(Records contained in a dataset)
——————
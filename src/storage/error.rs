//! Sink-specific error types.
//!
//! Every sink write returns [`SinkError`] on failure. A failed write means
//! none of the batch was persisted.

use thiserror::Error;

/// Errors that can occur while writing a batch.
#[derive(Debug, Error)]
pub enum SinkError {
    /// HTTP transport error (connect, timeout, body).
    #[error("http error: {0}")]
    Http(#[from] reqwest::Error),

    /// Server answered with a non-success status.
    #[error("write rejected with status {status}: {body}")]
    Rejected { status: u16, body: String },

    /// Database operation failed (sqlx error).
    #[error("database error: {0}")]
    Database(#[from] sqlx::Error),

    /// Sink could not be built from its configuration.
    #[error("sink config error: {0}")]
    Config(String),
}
——————
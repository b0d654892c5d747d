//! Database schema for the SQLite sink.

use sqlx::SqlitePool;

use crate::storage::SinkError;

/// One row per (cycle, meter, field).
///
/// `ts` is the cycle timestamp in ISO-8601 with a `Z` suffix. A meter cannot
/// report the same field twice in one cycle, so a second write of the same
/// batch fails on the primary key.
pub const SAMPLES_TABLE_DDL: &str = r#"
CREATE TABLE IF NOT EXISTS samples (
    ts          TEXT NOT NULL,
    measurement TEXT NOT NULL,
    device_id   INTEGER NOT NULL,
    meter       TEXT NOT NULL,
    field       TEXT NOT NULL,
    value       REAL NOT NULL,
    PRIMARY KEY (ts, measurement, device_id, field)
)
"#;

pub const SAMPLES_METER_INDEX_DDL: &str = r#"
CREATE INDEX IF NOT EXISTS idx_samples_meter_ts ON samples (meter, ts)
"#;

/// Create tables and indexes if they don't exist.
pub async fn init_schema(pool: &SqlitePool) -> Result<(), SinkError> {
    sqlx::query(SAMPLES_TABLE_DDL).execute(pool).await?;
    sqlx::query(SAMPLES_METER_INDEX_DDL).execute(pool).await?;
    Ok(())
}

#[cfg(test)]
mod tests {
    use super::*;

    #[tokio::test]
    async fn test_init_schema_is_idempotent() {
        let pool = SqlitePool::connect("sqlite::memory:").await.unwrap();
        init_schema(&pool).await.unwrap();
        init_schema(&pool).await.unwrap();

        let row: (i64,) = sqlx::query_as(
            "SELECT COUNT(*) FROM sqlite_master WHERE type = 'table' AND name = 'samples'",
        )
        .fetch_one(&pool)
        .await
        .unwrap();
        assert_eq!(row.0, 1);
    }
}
——————
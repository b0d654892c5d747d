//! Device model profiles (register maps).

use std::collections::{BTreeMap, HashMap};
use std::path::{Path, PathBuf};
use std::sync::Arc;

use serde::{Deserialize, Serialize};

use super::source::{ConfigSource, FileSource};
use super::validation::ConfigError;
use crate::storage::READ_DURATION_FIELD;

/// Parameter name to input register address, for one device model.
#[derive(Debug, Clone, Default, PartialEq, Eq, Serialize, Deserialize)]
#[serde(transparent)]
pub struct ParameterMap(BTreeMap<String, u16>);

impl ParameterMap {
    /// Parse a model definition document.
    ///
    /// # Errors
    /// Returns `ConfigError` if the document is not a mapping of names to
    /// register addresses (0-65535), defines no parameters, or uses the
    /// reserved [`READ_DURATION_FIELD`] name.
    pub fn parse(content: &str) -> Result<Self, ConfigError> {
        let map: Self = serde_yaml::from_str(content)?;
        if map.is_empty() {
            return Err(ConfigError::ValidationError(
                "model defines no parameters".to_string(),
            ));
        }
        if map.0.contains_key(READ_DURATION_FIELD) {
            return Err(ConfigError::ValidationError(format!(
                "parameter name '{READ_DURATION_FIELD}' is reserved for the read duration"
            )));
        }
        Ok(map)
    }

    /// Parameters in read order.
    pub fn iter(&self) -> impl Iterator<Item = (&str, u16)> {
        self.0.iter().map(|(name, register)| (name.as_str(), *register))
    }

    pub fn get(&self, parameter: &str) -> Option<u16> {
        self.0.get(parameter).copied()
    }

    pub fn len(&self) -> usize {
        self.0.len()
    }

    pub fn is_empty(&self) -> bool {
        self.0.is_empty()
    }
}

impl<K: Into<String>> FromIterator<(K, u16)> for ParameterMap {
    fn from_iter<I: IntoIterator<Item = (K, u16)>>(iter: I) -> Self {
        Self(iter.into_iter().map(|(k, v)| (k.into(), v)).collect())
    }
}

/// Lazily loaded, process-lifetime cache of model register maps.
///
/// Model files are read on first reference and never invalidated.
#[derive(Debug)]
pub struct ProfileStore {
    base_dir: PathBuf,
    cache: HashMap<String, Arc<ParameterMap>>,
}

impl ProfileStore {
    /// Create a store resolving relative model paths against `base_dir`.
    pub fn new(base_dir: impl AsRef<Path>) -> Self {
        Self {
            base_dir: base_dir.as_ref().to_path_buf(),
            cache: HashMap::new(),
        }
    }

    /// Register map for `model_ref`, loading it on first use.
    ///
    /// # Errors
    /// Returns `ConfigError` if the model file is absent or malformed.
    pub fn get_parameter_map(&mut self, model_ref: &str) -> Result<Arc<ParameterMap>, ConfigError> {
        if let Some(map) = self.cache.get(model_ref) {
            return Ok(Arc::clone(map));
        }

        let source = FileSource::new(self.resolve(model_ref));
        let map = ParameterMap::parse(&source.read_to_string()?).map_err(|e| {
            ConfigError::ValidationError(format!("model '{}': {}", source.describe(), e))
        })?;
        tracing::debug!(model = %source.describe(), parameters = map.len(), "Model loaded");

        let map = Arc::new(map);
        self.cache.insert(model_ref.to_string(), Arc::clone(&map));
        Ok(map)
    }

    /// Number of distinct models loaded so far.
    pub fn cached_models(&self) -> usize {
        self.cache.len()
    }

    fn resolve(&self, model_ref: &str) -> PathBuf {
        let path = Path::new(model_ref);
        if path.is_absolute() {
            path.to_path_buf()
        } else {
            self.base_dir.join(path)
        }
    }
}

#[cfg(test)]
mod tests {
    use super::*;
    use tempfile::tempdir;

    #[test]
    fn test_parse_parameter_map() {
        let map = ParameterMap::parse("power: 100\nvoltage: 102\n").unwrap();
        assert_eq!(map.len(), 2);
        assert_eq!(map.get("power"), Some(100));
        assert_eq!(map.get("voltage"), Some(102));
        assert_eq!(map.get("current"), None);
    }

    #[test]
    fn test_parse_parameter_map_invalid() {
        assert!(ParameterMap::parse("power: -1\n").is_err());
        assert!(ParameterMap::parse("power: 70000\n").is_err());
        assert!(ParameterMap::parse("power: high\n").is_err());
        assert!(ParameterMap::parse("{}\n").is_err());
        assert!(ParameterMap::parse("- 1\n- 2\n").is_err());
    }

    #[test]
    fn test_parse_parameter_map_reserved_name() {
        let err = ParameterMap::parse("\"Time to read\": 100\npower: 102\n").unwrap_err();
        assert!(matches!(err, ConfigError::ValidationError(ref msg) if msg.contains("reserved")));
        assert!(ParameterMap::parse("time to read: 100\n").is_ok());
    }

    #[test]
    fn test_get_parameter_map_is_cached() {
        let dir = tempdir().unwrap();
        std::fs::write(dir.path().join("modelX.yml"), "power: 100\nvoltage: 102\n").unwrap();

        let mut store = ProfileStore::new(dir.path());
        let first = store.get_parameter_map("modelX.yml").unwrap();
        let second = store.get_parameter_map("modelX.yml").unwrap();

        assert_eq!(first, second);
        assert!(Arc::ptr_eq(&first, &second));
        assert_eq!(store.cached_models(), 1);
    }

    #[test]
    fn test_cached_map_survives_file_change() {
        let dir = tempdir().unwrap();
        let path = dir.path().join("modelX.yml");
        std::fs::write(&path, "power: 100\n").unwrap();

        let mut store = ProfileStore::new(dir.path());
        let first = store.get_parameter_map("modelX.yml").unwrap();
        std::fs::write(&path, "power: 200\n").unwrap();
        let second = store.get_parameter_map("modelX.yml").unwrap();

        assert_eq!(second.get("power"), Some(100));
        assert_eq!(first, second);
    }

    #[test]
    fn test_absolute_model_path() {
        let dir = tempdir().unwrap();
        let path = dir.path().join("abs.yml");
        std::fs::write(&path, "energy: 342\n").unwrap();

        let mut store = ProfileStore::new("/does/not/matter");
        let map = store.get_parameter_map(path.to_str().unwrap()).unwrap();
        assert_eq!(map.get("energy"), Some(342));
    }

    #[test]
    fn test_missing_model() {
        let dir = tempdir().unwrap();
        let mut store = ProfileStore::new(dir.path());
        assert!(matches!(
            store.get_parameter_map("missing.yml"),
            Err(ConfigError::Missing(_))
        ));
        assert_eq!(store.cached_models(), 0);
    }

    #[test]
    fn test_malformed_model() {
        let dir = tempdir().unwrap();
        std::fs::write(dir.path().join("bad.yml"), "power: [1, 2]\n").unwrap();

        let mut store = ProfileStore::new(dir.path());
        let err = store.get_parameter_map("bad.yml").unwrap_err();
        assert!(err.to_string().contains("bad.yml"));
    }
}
——————
• _Work item_: The answer must be a single number: how many lines above contain the word "format".

• _Output of the exercise_: 2